**Assignment**
Repeat only the lines below from the one containing "filename src/analyzer/market_fall.rs" through the one containing "let input = returns(&[-1.2, -0.5, -3.0]);", inclusive, exactly as written.

**Records provided**

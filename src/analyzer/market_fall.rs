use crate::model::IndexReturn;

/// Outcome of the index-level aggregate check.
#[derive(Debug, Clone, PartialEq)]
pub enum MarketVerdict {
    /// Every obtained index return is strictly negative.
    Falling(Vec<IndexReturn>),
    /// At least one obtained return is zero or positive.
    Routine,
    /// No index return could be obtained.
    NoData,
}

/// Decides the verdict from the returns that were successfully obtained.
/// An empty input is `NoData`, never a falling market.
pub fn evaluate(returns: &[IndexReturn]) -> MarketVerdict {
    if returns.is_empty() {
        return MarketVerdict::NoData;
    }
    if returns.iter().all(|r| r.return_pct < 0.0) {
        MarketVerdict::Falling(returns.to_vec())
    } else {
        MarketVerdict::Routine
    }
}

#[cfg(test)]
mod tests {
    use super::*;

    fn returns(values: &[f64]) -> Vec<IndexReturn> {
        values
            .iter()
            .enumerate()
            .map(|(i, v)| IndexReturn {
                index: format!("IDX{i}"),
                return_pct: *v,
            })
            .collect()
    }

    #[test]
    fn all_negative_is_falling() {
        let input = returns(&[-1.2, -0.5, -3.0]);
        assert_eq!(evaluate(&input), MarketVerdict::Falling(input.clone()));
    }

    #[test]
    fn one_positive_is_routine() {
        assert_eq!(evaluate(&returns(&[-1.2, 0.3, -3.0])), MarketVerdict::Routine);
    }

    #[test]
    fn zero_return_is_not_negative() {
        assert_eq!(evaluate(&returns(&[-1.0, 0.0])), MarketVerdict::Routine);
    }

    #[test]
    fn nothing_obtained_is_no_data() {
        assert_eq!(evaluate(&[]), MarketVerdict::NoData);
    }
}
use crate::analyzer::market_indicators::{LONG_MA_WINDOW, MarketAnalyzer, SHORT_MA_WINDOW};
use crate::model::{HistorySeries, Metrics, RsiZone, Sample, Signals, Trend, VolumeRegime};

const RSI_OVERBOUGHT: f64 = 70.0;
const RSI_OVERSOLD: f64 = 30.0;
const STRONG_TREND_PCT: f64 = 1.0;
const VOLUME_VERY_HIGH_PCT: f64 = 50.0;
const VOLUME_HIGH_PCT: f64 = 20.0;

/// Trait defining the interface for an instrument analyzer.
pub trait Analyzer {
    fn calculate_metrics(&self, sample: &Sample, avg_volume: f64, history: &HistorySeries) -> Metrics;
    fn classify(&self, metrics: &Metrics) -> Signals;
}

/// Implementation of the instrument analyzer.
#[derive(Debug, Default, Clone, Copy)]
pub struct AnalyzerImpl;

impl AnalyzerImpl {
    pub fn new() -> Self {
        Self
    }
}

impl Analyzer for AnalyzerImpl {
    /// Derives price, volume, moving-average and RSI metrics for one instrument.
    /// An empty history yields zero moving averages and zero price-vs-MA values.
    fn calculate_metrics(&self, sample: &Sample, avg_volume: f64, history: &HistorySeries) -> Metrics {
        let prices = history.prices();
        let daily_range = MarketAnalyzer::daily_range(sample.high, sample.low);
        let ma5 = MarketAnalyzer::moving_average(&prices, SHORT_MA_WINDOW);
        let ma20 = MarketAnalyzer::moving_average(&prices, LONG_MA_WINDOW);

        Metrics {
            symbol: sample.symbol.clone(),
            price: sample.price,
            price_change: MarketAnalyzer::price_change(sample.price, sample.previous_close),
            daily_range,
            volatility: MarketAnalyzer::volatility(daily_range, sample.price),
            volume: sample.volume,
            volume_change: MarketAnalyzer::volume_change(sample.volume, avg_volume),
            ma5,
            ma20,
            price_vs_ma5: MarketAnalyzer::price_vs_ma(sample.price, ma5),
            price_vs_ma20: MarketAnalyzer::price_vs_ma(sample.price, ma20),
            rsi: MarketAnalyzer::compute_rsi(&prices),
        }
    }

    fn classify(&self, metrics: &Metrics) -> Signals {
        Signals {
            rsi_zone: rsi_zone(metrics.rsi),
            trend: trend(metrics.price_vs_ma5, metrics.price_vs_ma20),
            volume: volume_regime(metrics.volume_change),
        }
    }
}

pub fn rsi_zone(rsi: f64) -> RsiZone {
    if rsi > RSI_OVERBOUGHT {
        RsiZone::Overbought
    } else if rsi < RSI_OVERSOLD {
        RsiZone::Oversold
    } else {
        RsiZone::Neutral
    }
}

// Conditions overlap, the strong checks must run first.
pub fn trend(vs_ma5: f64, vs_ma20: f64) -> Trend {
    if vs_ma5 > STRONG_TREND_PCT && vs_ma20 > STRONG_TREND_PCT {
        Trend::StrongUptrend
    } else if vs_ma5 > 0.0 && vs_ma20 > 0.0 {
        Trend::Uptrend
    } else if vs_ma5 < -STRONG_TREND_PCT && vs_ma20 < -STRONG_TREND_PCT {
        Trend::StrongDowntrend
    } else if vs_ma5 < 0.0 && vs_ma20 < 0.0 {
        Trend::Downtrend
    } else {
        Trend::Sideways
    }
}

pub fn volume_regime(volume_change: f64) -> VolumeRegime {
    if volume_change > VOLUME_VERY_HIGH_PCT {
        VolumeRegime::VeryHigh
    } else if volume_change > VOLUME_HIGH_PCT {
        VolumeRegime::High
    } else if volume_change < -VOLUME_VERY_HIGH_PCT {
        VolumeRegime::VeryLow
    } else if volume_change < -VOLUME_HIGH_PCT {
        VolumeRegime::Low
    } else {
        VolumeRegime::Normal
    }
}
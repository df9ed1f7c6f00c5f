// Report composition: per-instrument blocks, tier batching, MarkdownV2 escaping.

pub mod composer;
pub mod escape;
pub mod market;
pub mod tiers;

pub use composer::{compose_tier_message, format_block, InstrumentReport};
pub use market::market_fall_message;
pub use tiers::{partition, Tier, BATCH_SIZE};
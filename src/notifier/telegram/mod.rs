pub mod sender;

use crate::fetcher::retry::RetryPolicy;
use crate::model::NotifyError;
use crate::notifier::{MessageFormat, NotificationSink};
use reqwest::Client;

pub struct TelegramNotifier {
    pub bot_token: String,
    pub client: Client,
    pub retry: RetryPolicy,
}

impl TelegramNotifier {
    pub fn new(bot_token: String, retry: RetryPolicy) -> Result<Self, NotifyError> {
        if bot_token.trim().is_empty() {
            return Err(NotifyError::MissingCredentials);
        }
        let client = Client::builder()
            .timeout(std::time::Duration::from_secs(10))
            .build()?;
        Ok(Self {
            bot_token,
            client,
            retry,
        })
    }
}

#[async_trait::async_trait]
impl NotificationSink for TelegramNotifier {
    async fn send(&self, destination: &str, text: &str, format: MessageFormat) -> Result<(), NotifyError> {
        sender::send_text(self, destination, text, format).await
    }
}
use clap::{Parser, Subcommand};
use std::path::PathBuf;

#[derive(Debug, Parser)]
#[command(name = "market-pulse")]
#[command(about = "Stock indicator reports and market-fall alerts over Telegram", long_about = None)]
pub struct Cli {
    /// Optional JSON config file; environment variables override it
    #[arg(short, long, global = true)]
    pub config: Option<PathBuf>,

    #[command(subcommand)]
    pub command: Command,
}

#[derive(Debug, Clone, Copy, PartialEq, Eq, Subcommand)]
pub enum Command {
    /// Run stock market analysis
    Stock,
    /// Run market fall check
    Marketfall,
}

--

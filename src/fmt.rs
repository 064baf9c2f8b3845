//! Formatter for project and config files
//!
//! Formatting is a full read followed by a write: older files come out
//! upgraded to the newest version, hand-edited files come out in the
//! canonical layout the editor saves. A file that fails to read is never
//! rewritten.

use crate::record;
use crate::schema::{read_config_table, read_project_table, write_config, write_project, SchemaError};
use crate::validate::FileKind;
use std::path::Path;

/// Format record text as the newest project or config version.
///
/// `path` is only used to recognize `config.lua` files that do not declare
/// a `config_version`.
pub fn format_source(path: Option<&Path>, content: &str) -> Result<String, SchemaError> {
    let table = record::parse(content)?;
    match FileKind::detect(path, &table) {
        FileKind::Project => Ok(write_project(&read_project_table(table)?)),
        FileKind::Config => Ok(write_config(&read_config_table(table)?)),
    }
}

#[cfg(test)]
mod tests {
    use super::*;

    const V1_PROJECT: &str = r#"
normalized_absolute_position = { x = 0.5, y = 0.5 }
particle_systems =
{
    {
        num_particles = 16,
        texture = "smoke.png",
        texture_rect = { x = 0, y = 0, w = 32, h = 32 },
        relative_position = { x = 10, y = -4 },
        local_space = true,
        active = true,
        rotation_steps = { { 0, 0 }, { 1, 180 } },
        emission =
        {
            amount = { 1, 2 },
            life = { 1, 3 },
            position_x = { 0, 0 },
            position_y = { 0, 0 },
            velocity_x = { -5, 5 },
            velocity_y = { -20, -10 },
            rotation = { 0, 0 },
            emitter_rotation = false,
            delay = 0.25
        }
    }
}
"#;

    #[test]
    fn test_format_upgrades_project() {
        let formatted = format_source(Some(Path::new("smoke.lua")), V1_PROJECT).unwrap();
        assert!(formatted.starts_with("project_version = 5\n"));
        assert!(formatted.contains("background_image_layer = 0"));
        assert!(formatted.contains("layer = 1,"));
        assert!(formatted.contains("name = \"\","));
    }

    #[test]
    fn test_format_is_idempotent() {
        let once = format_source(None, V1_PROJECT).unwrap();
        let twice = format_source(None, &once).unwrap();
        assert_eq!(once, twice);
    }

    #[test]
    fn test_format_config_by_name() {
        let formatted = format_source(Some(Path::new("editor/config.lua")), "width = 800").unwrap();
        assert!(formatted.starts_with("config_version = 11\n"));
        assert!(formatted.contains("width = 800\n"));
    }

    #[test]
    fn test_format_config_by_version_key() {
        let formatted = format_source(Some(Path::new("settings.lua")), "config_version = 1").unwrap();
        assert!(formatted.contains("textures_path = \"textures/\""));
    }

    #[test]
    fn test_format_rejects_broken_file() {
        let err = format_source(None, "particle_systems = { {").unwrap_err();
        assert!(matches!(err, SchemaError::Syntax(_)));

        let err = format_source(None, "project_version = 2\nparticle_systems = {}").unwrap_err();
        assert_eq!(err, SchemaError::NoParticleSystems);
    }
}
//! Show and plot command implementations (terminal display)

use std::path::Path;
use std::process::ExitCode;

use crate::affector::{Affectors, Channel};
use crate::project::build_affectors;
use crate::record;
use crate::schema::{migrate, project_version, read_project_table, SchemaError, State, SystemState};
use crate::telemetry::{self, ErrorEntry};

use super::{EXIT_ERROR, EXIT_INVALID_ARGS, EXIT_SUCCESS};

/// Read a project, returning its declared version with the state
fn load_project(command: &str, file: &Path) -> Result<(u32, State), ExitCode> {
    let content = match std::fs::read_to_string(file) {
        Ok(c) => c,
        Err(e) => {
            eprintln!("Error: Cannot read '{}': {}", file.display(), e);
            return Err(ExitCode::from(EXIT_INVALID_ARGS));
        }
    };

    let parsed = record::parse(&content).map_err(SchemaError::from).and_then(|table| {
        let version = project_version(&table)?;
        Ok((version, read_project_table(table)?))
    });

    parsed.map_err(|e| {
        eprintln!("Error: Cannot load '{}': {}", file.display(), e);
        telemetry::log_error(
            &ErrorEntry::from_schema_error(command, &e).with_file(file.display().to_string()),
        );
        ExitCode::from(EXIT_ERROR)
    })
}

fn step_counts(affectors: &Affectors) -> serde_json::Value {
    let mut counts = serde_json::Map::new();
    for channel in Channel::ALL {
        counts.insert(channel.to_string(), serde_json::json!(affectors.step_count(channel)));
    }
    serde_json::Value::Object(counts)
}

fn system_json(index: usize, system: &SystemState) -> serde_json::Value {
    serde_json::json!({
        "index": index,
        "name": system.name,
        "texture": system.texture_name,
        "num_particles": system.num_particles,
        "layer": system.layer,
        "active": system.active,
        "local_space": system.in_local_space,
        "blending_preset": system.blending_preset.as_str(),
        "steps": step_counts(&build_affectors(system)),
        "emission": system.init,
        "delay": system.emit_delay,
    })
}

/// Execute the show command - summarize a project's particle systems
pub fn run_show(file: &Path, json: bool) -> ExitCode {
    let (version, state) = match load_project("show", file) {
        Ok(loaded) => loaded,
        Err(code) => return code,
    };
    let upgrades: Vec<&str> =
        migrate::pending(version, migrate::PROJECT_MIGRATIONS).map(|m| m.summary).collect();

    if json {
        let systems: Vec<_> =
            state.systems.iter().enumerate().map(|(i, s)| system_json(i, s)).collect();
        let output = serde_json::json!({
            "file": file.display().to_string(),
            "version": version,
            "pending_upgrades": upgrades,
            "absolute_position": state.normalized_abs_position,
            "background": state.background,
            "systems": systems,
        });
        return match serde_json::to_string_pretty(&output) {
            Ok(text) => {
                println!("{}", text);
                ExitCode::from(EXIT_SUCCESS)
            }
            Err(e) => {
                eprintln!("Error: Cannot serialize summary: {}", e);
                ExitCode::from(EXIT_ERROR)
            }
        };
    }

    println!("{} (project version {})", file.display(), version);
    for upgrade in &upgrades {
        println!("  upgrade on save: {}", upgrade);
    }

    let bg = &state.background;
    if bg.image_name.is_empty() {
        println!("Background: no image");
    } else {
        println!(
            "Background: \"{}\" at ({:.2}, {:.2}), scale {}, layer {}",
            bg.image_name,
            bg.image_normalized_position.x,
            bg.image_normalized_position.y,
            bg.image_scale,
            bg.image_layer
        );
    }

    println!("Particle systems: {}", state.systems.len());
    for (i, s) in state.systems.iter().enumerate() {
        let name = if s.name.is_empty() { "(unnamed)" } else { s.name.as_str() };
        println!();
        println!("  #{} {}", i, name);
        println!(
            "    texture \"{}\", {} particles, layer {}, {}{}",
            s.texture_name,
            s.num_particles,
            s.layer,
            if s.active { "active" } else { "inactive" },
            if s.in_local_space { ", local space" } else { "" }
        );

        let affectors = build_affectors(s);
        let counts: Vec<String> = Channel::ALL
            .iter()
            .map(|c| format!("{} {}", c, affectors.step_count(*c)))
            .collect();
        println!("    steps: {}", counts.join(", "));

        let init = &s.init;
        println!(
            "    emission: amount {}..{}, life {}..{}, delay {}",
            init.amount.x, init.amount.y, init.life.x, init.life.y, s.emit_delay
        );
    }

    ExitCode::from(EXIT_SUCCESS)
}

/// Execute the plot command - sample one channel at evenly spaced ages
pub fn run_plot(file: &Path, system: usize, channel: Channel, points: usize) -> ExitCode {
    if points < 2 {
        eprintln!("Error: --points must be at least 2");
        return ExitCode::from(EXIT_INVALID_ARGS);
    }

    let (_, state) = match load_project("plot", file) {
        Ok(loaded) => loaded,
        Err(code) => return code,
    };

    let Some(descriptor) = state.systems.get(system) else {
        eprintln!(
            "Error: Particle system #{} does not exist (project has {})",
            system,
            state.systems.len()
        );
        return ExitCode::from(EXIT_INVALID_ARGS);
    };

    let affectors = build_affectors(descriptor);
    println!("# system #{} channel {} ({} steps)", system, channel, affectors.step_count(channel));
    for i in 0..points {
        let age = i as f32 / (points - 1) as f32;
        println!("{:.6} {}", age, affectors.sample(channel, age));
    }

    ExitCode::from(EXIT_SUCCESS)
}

**Response box**
filename src/analyzer/market_fall.rs
use crate::model::IndexReturn;

/// Outcome of the index-level aggregate check.
#[derive(Debug, Clone, PartialEq)]
pub enum MarketVerdict {
    /// Every obtained index return is strictly negative.
    Falling(Vec<IndexReturn>),
    /// At least one obtained return is zero or positive.
    Routine,
    /// No index return could be obtained.
    NoData,
}

/// Decides the verdict from the returns that were successfully obtained.
/// An empty input is `NoData`, never a falling market.
pub fn evaluate(returns: &[IndexReturn]) -> MarketVerdict {
    if returns.is_empty() {
        return MarketVerdict::NoData;
    }
    if returns.iter().all(|r| r.return_pct < 0.0) {
        MarketVerdict::Falling(returns.to_vec())
    } else {
        MarketVerdict::Routine
    }
}

#[cfg(test)]
mod tests {
    use super::*;

    fn returns(values: &[f64]) -> Vec<IndexReturn> {
        values
            .iter()
            .enumerate()
            .map(|(i, v)| IndexReturn {
                index: format!("IDX{i}"),
                return_pct: *v,
            })
            .collect()
    }

    #[test]
    fn all_negative_is_falling() {
        let input = returns(&[-1.2, -0.5, -3.0]);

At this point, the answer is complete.